Many words have been written about this global crisis. We have all become well acquainted with words like self-isolation, social distancing, lockdowns, herd immunity, and all those other phrases we’d never heard of just a few weeks ago.

The crucial work for us is how we prepare for the future.

We need to work out what tomorrow looks like. Our African and global economies are being trashed in order to kill off the virus but what will survive when this crisis ends?– and it will end.

Every crisis has winners as well as losers. We need to identify the likely winners, to spot the new opportunities and be ready to move quickly to nurture and grow these green shoots of recovery.

Here are just a few sectors for us to think about:

Health Sector:
We know that Africa often hosts fragile health systems that have been put under intense strain by the scale of this crisis. In some African countries, health systems have virtually collapsed under the weight of these pressures – in particular in our rural areas and informal settlements where health services barely exist.

It is has been proved that waiting for people to get sick and require hospital treatment is a false economy. Clearly preventive medicine is much more cost-effective than having sick people hospitalized and needing expensive medical care.

Governments will need to take preventative medicine much more seriously. WHO and international funding ought to be available to transform health care. The UK’s big idea after the end of the Second World War was the creation of the National Health Service to provide free healthcare for all – if African leaders could show the same level of ambition and develop basic healthcare for all it could transform the continent.

There are opportunities for companies offering distance diagnosis, drone technology to deliver drugs, and community healthcare. Companies offering nursing training and services and pharmacies will be in demand.

This crisis has shown the value of mobile money – cash is cumbersome compared to mobile transfer systems. Curiously although the Mpesa system is widespread in Kenya, other African countries have been much slower to take up the implementation of mobile wallets. There are opportunities to boost FinTech throughout the continent.

This vibrant sector will grow in importance. Already Visa has pumped $200million into the Nigerian Fintech company Interswitch. Chinese investors have put a further $200 million into two Nigerian FinTech companies Opay and PalmPay.

The valuations of African start-ups have been rising. In the first half of 2019, the top 15 venture capital funding rounds for African start-ups raised $286m compared to $175 million a year earlier….that a year on year growth of 60%.

It’s no surprise that many of Africa’s 640 Tech Hubs are now funded by the big tech giants like Facebook, Google, Amazon, Microsoft, and IBM.

Clearly there are opportunities in this IT sector for funding and hunger for innovative new ideas.

Online Retailing:
With shopping malls suffering from the lockdown the big winners have been companies with an online presence. This crisis has seen a massive shift to online services and that will only continue and grow.

We saw how the SARS outbreak in 2003 brought the Chinese firm Alibaba to prominence. From March 2003 Alibaba’s e-commerce business added 4,000 new members a day, five times the increase over its pre-SARS rate of increase.

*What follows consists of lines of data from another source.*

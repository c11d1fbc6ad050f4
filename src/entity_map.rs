/*!

`EntityMap<K, T>`: an unordered mapping from an opaque key to an entity.

Each key maps to at most one entity. Absence of a key is the normal "not
found" state and is reported as `None` by every read; only the one-argument
[`EntityMap::remove`] treats a missing key as an error, mirroring the removal
policy of [`EntityVec`](crate::EntityVec).

Backed by the deterministic hash map from [`crate::hashing`], so iteration
order is reproducible between runs. No ordering is guaranteed relative to
insertion, but the `keys`/`values`/`iter` views of an unmutated map correspond
index-for-index.

*/

use std::collections::hash_map::Entry;
use std::fmt::{self, Debug};
use std::hash::Hash;
use std::mem;

use log::trace;
use serde::{Deserialize, Serialize};

use crate::entity::Entity;
use crate::error::EntityError;
use crate::hashing::{HashMap, HashMapExt};

/// An unordered key-to-entity mapping, one entity per key.
#[derive(Clone, Serialize, Deserialize)]
#[serde(transparent)]
pub struct EntityMap<K: Eq + Hash, T> {
    entities: HashMap<K, T>,
}

impl<K: Eq + Hash, T> EntityMap<K, T> {
    /// Creates an empty `EntityMap`.
    pub fn new() -> Self {
        Self {
            entities: HashMap::new(),
        }
    }

    /// Creates with capacity.
    pub fn with_capacity(capacity: usize) -> Self {
        Self {
            entities: HashMap::with_capacity(capacity),
        }
    }

    /// Current number of entries.
    #[inline]
    pub fn len(&self) -> usize {
        self.entities.len()
    }

    /// Returns true if the map has no entries.
    #[inline]
    pub fn is_empty(&self) -> bool {
        self.entities.is_empty()
    }

    /// Unconditional upsert. Returns the previously mapped entity, if any.
    pub fn insert(&mut self, key: K, entity: T) -> Option<T> {
        self.entities.insert(key, entity)
    }

    /// Inserts every `(key, entity)` pair produced by `iter`.
    pub fn extend<I>(&mut self, iter: I)
    where
        I: IntoIterator<Item = (K, T)>,
    {
        self.entities.extend(iter);
    }

    /// Inserts only if `key` is not already mapped. Returns the existing
    /// entity when the insert is rejected (`entity` is dropped), `None` when
    /// the insert happened.
    pub fn insert_if_absent(&mut self, key: K, entity: T) -> Option<&T> {
        match self.entities.entry(key) {
            Entry::Occupied(occupied) => Some(&*occupied.into_mut()),
            Entry::Vacant(vacant) => {
                vacant.insert(entity);
                None
            }
        }
    }

    /// Replaces the entity for `key` only if the key is already mapped.
    /// Returns the previous entity, or `None` (with `entity` dropped) when
    /// the key is absent.
    pub fn replace(&mut self, key: &K, entity: T) -> Option<T> {
        self.entities
            .get_mut(key)
            .map(|slot| mem::replace(slot, entity))
    }

    /// Returns the entity for `key`, or `None`. Absence is routine, never an
    /// error.
    pub fn get(&self, key: &K) -> Option<&T> {
        self.entities.get(key)
    }

    /// Mutable variant of [`EntityMap::get`].
    pub fn get_mut(&mut self, key: &K) -> Option<&mut T> {
        self.entities.get_mut(key)
    }

    /// Returns the entity for `key`, or `default` when the key is absent.
    pub fn get_or<'a>(&'a self, key: &K, default: &'a T) -> &'a T {
        self.entities.get(key).unwrap_or(default)
    }

    pub fn contains_key(&self, key: &K) -> bool {
        self.entities.contains_key(key)
    }

    /// Returns `true` if some key maps to an equal entity. O(len).
    pub fn contains_value(&self, entity: &T) -> bool
    where
        T: PartialEq,
    {
        self.entities.values().any(|candidate| candidate == entity)
    }

    /// Removes and returns the entity for `key`.
    ///
    /// # Errors
    /// `EntityError::NotFound` when the key is absent. This is the one keyed
    /// operation that treats absence as failure; use
    /// [`EntityMap::remove_if_equal`] for a non-erroring conditional removal.
    pub fn remove(&mut self, key: &K) -> Result<T, EntityError>
    where
        K: Debug,
    {
        self.entities
            .remove(key)
            .ok_or_else(|| EntityError::NotFound(format!("no entity for key {key:?}")))
    }

    /// Removes the entry only if `key` is currently mapped to an entity equal
    /// to `expected`. Returns whether an entry was removed; never errors.
    pub fn remove_if_equal(&mut self, key: &K, expected: &T) -> bool
    where
        T: PartialEq,
    {
        if self
            .entities
            .get(key)
            .is_some_and(|entity| entity == expected)
        {
            self.entities.remove(key);
            true
        } else {
            false
        }
    }

    /// Removes all entries.
    pub fn clear(&mut self) {
        trace!("clearing {} entities", self.entities.len());
        self.entities.clear();
    }

    /// View of the keys. Consistent with [`EntityMap::values`] while the map
    /// is not mutated in between.
    pub fn keys(&self) -> std::collections::hash_map::Keys<'_, K, T> {
        self.entities.keys()
    }

    /// View of the entities.
    pub fn values(&self) -> std::collections::hash_map::Values<'_, K, T> {
        self.entities.values()
    }

    /// Mutable view of the entities.
    pub fn values_mut(&mut self) -> std::collections::hash_map::ValuesMut<'_, K, T> {
        self.entities.values_mut()
    }

    /// View of the `(key, entity)` pairs.
    pub fn iter(&self) -> std::collections::hash_map::Iter<'_, K, T> {
        self.entities.iter()
    }

    /// Mutable view of the `(key, entity)` pairs.
    pub fn iter_mut(&mut self) -> std::collections::hash_map::IterMut<'_, K, T> {
        self.entities.iter_mut()
    }

    /// Returns a **snapshot** `Vec<T>` by cloning all entities.
    pub fn to_vec(&self) -> Vec<T>
    where
        T: Clone,
    {
        self.entities.values().cloned().collect()
    }

    /// Returns the entity for `key` if present; otherwise invokes
    /// `produce(&key)` and, on `Some`, stores and returns the produced entity.
    pub fn compute_if_absent<F>(&mut self, key: K, produce: F) -> Option<&T>
    where
        F: FnOnce(&K) -> Option<T>,
    {
        match self.entities.entry(key) {
            Entry::Occupied(occupied) => Some(&*occupied.into_mut()),
            Entry::Vacant(vacant) => {
                let entity = produce(vacant.key())?;
                Some(&*vacant.insert(entity))
            }
        }
    }

    /// If `key` is mapped, recomputes its entity: a `Some` result replaces it
    /// and is returned, a `None` result removes the key. An absent key
    /// returns `None` without invoking `remap`.
    pub fn compute_if_present<F>(&mut self, key: K, remap: F) -> Option<&T>
    where
        F: FnOnce(&K, &T) -> Option<T>,
    {
        match self.entities.entry(key) {
            Entry::Occupied(mut occupied) => match remap(occupied.key(), occupied.get()) {
                Some(entity) => {
                    occupied.insert(entity);
                    Some(&*occupied.into_mut())
                }
                None => {
                    occupied.remove();
                    None
                }
            },
            Entry::Vacant(_) => None,
        }
    }

    /// Always invokes `remap` with the current entity for `key`, or `None`
    /// when absent. A `Some` result is stored and returned; a `None` result
    /// removes the key.
    pub fn compute<F>(&mut self, key: K, remap: F) -> Option<&T>
    where
        F: FnOnce(&K, Option<&T>) -> Option<T>,
    {
        match self.entities.entry(key) {
            Entry::Occupied(mut occupied) => match remap(occupied.key(), Some(occupied.get())) {
                Some(entity) => {
                    occupied.insert(entity);
                    Some(&*occupied.into_mut())
                }
                None => {
                    occupied.remove();
                    None
                }
            },
            Entry::Vacant(vacant) => {
                let entity = remap(vacant.key(), None)?;
                Some(&*vacant.insert(entity))
            }
        }
    }

    /// If `key` is absent, stores `value` directly without invoking `remap`.
    /// Otherwise stores `remap(existing, value)`, removing the key when that
    /// result is `None`.
    pub fn merge<F>(&mut self, key: K, value: T, remap: F) -> Option<&T>
    where
        F: FnOnce(&T, T) -> Option<T>,
    {
        match self.entities.entry(key) {
            Entry::Occupied(mut occupied) => match remap(occupied.get(), value) {
                Some(entity) => {
                    occupied.insert(entity);
                    Some(&*occupied.into_mut())
                }
                None => {
                    occupied.remove();
                    None
                }
            },
            Entry::Vacant(vacant) => Some(&*vacant.insert(value)),
        }
    }
}

impl<T: Entity> EntityMap<T::Id, T> {
    /// Upserts `entity` keyed by its own identifier. Returns the previously
    /// mapped entity, if any.
    pub fn insert_by_id(&mut self, entity: T) -> Option<T> {
        self.entities.insert(entity.id(), entity)
    }
}

impl<K: Eq + Hash, T> Default for EntityMap<K, T> {
    fn default() -> Self {
        Self::new()
    }
}

impl<K: Eq + Hash + Debug, T: Debug> Debug for EntityMap<K, T> {
    fn fmt(&self, f: &mut fmt::Formatter<'_>) -> fmt::Result {
        self.entities.fmt(f)
    }
}

impl<K: Eq + Hash, T: PartialEq> PartialEq for EntityMap<K, T> {
    fn eq(&self, other: &Self) -> bool {
        self.entities == other.entities
    }
}

impl<K: Eq + Hash, T: Eq> Eq for EntityMap<K, T> {}

impl<K: Eq + Hash, T> Extend<(K, T)> for EntityMap<K, T> {
    fn extend<I: IntoIterator<Item = (K, T)>>(&mut self, iter: I) {
        self.entities.extend(iter);
    }
}

impl<K: Eq + Hash, T> FromIterator<(K, T)> for EntityMap<K, T> {
    fn from_iter<I: IntoIterator<Item = (K, T)>>(iter: I) -> Self {
        Self {
            entities: HashMap::from_iter(iter),
        }
    }
}

impl<K: Eq + Hash, T> IntoIterator for EntityMap<K, T> {
    type Item = (K, T);
    type IntoIter = std::collections::hash_map::IntoIter<K, T>;

    fn into_iter(self) -> Self::IntoIter {
        self.entities.into_iter()
    }
}

impl<'a, K: Eq + Hash, T> IntoIterator for &'a EntityMap<K, T> {
    type Item = (&'a K, &'a T);
    type IntoIter = std::collections::hash_map::Iter<'a, K, T>;

    fn into_iter(self) -> Self::IntoIter {
        self.entities.iter()
    }
}

impl<'a, K: Eq + Hash, T> IntoIterator for &'a mut EntityMap<K, T> {
    type Item = (&'a K, &'a mut T);
    type IntoIter = std::collections::hash_map::IterMut<'a, K, T>;

    fn into_iter(self) -> Self::IntoIter {
        self.entities.iter_mut()
    }
}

It supports the move towards home working which is likely to become the new normal after this lockdown. Already online platforms like Zoom and Teams have inevitably seen massive growth in usage and that is likely to become a normal part of business life.

The Coronavirus has taken world attention away from the massive global environmental issues. Climate Change has not gone away. And Africa is the continent most likely to suffer from the effects of climate change.

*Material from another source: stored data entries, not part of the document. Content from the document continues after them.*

pub use crate::entity::Entity;
pub use crate::entity_map::EntityMap;
pub use crate::entity_vec::{CursorMut, EntityVec};
pub use crate::error::EntityError;
pub use crate::hashing::{HashMap, HashMapExt, HashSet, HashSetExt};
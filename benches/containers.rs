use std::hint::black_box;

use criterion::{criterion_group, criterion_main, Criterion};
use entity_collections::{Entity, EntityMap, EntityVec};

static POPULATION: u64 = 10_000;

#[derive(Debug, Clone, PartialEq)]
struct Agent {
    id: u64,
    score: f64,
}

impl Entity for Agent {
    type Id = u64;

    fn id(&self) -> u64 {
        self.id
    }
}

fn filled_vec() -> EntityVec<Agent> {
    (0..POPULATION)
        .map(|id| Agent {
            id,
            score: id as f64 * 0.5,
        })
        .collect()
}

fn filled_map() -> EntityMap<u64, Agent> {
    let mut map = EntityMap::with_capacity(POPULATION as usize);
    for id in 0..POPULATION {
        map.insert_by_id(Agent {
            id,
            score: id as f64 * 0.5,
        });
    }
    map
}

pub fn criterion_benchmark(c: &mut Criterion) {
    c.bench_function("entity_vec fill", |bencher| {
        bencher.iter_with_large_drop(filled_vec)
    });

    let vec = filled_vec();
    c.bench_function("entity_vec find_by_id (linear scan)", |bencher| {
        bencher.iter(|| vec.find_by_id(black_box(&(POPULATION - 1))))
    });

    c.bench_function("entity_map fill", |bencher| {
        bencher.iter_with_large_drop(filled_map)
    });

    let map = filled_map();
    c.bench_function("entity_map get", |bencher| {
        bencher.iter(|| map.get(black_box(&(POPULATION - 1))))
    });

    c.bench_function("entity_map merge hit", |bencher| {
        bencher.iter_with_large_drop(|| {
            let mut map = filled_map();
            for id in 0..POPULATION {
                map.merge(
                    id,
                    Agent { id, score: 1.0 },
                    |current, incoming| {
                        Some(Agent {
                            id: current.id,
                            score: current.score + incoming.score,
                        })
                    },
                );
            }
            map
        })
    });
}

criterion_group!(container_benches, criterion_benchmark);
criterion_main!(container_benches);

If anything the drop in global pollution levels during the lockdown has only helped populations see the benefits of clean air – do we return to our dirty polluting ways after this crisis or will the people demand a cleaner environment?

Many observers believe this could be a key change brought about by this lockdown. There ought to be opportunities for any companies offering environment solutions that will lessen the impact of Climate Change. –Renewable energy companies, clean water projects, and other environmental services ought to be in demand.

Food security has not arisen as a major worry yet – but it could so easily.

When this crisis is over there’s no reason why Africa can’t resume its bid to become the world’s breadbasket. Africa has 60% of the world’s uncultivated arable land and the opportunities in this sector are massive.

There is scope for growth in this sector, including better farming technology, better husbandry, and seed selection, and a shift from subsistence to sustainable commercial farming.

Africa has almost an endless wish list of needs in this sector – everything from roads and bridges to railways and construction.

This shortfall is going to be even more important after the economic recession hastened by this crisis.

We need to put Africa back to work after this crisis and the infrastructure gap is a good place to start the recovery.

State Intervention:
This crisis has almost re-invented the importance of government. It’s become clear that when a crisis like a coronavirus strikes the private sector on its own is not enough.

Every country has needed massive government financial and logistical support.
However, the scale of the crisis has strained the capabilities of government civil servants and crisis management teams.

There ought to be opportunities for tech companies to boost new technologies to manage crises more efficiently. There are many lessons to be learned about crisis management and communications – and this will also provide opportunities for public relations companies both for government and for private entities.